What the task asks: Write out each line of the entries exactly, starting at the first and finishing with the line that contains "use tempfile::TempDir;".

[Saved entries]
* * * * *
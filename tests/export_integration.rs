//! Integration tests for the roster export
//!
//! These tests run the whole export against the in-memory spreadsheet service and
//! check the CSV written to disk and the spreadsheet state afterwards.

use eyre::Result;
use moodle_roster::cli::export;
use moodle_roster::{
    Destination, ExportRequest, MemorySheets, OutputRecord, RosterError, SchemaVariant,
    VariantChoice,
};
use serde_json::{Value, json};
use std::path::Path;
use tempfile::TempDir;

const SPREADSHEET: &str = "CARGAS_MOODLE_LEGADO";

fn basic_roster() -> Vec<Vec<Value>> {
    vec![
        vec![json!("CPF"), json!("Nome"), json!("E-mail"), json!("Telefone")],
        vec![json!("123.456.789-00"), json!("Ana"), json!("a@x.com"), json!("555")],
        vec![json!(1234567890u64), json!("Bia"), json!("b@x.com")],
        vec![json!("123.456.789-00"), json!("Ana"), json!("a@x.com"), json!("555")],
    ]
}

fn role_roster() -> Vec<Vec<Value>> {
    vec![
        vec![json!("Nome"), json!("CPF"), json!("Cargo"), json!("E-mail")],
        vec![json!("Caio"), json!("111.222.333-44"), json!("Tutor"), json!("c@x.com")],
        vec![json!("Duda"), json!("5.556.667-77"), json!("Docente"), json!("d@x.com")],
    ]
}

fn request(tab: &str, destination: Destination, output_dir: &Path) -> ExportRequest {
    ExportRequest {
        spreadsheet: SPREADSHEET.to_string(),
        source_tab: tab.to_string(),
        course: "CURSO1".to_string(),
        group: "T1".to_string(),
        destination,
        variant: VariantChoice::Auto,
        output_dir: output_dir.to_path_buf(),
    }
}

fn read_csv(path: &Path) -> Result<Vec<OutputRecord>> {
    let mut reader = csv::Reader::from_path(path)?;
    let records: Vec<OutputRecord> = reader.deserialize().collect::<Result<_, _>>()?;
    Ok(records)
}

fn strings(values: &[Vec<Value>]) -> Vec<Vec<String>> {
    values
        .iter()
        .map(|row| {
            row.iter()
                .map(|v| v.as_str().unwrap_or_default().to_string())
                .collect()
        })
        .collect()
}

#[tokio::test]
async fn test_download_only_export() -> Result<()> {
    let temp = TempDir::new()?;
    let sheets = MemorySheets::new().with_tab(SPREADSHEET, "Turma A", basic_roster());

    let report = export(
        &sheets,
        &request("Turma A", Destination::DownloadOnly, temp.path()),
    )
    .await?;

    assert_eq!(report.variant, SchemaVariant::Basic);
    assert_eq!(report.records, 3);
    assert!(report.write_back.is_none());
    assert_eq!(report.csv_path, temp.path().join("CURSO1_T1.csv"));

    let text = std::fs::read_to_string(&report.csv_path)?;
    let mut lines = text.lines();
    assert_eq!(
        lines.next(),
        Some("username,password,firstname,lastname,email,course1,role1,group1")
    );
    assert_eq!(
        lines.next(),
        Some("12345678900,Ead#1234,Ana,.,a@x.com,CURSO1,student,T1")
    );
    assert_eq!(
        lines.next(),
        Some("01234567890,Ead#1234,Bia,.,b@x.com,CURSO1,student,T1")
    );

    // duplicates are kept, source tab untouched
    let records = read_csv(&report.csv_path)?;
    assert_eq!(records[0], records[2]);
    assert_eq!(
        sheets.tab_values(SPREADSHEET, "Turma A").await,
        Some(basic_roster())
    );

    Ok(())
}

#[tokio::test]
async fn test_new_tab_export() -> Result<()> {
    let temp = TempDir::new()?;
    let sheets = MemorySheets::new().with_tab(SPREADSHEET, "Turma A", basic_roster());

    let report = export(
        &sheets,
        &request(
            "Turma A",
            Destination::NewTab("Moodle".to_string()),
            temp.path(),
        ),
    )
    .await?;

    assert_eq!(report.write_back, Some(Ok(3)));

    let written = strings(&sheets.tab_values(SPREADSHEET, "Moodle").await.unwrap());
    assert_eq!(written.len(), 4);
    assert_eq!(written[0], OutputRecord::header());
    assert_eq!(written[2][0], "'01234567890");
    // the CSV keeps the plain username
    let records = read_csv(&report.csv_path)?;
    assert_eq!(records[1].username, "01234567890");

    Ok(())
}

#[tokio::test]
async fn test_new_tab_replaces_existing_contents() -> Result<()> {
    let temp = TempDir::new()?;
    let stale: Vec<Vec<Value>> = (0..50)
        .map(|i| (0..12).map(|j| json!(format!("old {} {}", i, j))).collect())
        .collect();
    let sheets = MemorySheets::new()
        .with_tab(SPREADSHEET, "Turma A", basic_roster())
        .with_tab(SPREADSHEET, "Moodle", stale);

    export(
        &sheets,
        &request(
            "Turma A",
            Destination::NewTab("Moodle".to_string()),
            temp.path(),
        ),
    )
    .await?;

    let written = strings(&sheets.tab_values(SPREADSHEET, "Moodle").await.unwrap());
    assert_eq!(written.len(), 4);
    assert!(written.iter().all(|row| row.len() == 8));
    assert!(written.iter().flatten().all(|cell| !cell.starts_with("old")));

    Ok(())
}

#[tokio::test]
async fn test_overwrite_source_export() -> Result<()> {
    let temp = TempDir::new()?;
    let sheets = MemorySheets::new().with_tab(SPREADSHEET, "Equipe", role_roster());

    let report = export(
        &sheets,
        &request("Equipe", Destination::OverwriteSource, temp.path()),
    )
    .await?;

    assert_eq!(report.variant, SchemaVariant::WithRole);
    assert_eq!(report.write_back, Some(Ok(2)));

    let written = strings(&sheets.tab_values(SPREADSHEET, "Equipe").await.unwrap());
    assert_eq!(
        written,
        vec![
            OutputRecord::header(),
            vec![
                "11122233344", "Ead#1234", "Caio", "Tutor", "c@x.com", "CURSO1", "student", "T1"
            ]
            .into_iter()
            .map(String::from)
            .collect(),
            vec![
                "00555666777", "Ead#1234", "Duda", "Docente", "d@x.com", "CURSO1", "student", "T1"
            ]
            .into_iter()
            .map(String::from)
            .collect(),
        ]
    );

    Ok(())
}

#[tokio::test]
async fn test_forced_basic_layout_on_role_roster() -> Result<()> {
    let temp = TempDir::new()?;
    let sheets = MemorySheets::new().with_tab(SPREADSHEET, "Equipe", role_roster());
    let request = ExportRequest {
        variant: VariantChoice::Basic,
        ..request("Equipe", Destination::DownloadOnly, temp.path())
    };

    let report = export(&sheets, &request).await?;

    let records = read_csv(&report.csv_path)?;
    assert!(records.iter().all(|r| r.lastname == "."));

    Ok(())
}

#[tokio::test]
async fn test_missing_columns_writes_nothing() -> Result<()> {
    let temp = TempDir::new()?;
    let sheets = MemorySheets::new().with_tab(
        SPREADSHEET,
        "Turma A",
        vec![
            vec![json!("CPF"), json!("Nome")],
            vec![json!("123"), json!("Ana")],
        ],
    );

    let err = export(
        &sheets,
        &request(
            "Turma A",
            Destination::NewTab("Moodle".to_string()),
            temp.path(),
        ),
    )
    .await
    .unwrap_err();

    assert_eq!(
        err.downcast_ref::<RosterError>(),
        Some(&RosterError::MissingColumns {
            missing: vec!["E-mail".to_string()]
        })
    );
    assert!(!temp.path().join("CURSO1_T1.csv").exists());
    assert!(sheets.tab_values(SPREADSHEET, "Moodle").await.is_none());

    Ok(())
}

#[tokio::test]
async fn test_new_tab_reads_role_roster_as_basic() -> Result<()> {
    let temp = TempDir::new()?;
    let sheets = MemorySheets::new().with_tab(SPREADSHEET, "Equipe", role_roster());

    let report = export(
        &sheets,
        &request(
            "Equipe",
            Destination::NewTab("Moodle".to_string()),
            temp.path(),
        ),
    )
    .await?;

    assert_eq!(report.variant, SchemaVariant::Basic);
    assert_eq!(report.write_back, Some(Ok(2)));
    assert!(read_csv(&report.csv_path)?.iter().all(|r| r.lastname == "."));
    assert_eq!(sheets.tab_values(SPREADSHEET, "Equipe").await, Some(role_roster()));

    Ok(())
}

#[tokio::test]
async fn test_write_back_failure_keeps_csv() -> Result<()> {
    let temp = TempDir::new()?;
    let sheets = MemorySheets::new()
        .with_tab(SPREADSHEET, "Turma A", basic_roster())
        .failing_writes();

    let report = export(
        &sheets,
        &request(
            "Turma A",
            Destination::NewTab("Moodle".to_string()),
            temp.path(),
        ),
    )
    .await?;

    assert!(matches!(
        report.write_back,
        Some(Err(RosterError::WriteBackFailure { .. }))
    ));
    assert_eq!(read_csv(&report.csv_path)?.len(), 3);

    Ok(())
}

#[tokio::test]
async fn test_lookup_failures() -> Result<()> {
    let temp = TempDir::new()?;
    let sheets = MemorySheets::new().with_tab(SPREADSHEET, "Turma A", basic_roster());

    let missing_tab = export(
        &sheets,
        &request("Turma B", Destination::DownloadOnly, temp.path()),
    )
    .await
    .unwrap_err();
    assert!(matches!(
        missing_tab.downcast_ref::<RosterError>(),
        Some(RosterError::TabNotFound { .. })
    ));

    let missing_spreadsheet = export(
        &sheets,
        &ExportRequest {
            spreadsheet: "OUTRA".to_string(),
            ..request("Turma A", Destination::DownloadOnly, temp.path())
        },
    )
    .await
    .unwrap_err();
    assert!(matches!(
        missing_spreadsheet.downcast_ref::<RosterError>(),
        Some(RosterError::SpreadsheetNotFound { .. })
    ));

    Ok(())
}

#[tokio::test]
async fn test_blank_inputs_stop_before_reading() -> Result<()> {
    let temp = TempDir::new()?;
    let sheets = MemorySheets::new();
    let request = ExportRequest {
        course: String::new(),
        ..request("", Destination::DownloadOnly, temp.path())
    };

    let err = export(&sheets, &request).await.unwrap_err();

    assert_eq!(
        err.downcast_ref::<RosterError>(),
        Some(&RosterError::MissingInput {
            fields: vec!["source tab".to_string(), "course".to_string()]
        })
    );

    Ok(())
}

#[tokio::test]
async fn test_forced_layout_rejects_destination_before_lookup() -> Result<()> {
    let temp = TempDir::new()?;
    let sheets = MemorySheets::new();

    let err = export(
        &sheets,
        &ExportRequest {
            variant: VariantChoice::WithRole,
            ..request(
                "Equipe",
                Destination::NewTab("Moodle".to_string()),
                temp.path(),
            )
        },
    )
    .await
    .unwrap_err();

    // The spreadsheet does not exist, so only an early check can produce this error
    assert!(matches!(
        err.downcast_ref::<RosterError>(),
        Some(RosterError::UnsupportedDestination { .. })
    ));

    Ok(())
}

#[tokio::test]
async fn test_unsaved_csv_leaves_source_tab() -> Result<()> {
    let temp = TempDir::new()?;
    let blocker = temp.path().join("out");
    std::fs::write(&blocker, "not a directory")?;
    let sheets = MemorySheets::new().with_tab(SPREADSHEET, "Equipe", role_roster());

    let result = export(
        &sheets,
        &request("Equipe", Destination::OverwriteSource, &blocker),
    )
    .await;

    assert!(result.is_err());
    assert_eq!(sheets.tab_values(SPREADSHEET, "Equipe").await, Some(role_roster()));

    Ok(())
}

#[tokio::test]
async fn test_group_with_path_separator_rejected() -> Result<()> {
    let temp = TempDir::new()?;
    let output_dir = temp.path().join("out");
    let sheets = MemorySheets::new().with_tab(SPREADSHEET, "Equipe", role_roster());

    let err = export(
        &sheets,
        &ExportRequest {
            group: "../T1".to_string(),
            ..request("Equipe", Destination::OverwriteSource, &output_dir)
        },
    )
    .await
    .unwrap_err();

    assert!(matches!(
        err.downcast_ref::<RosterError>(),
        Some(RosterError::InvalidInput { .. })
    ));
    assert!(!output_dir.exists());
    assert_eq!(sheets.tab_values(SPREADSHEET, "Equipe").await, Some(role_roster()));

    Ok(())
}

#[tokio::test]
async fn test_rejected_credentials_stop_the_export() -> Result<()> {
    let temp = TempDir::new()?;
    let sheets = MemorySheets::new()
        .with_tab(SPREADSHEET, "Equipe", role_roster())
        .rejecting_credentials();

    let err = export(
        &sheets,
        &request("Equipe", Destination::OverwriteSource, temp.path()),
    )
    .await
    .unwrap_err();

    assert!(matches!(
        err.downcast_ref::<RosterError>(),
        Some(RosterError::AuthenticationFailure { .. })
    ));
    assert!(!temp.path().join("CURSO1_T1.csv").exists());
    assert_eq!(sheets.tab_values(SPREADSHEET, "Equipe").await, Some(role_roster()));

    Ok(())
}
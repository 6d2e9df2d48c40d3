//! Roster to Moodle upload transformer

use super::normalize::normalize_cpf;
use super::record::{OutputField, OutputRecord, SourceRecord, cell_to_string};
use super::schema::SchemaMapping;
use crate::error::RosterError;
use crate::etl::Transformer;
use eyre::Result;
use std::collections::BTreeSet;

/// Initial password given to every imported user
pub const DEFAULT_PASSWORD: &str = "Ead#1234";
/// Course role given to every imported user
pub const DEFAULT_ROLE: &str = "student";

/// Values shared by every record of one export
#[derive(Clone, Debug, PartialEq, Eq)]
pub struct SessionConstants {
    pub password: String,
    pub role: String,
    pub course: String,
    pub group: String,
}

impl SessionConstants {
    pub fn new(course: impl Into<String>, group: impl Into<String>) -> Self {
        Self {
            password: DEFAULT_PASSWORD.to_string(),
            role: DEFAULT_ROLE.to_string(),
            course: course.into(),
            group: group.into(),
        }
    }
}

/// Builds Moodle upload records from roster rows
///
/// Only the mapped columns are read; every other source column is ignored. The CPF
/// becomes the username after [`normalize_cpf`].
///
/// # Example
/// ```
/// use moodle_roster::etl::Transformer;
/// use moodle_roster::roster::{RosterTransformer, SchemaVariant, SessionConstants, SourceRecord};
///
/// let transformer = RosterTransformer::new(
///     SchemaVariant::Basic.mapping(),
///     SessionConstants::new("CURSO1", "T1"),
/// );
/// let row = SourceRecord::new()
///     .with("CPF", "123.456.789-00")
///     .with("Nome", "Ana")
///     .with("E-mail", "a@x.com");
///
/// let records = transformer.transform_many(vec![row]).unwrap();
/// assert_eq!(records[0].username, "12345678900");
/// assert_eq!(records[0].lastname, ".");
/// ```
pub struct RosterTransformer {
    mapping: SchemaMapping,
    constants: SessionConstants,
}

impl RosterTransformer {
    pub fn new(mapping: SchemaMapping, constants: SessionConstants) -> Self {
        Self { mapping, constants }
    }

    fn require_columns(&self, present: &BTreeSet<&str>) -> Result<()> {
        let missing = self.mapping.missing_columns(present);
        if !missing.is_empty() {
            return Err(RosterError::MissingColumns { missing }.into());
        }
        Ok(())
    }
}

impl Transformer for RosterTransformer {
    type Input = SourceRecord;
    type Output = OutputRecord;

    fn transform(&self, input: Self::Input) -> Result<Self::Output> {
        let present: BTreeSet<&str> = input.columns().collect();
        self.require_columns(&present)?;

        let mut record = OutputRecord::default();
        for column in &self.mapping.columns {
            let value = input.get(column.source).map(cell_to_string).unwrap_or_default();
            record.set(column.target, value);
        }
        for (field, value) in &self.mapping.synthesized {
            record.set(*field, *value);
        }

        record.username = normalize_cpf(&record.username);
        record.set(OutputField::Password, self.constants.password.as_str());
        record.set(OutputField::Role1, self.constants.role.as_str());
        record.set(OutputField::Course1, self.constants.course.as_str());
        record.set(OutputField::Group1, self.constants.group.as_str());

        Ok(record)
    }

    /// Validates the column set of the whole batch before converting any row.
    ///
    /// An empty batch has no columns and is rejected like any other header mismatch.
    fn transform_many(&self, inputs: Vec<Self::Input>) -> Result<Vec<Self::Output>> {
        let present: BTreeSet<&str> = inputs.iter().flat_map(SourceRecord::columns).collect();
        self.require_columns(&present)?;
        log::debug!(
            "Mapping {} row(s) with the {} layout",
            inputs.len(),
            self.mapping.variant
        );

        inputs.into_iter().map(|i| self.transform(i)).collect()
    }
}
* * * * *
Result of this exercise:
filename tests/export_integration.rs
//! Integration tests for the roster export
//!
//! These tests run the whole export against the in-memory spreadsheet service and
//! check the CSV written to disk and the spreadsheet state afterwards.

use eyre::Result;
use moodle_roster::cli::export;
use moodle_roster::{
    Destination, ExportRequest, MemorySheets, OutputRecord, RosterError, SchemaVariant,
    VariantChoice,
};
use serde_json::{Value, json};
use std::path::Path;
use tempfile::TempDir;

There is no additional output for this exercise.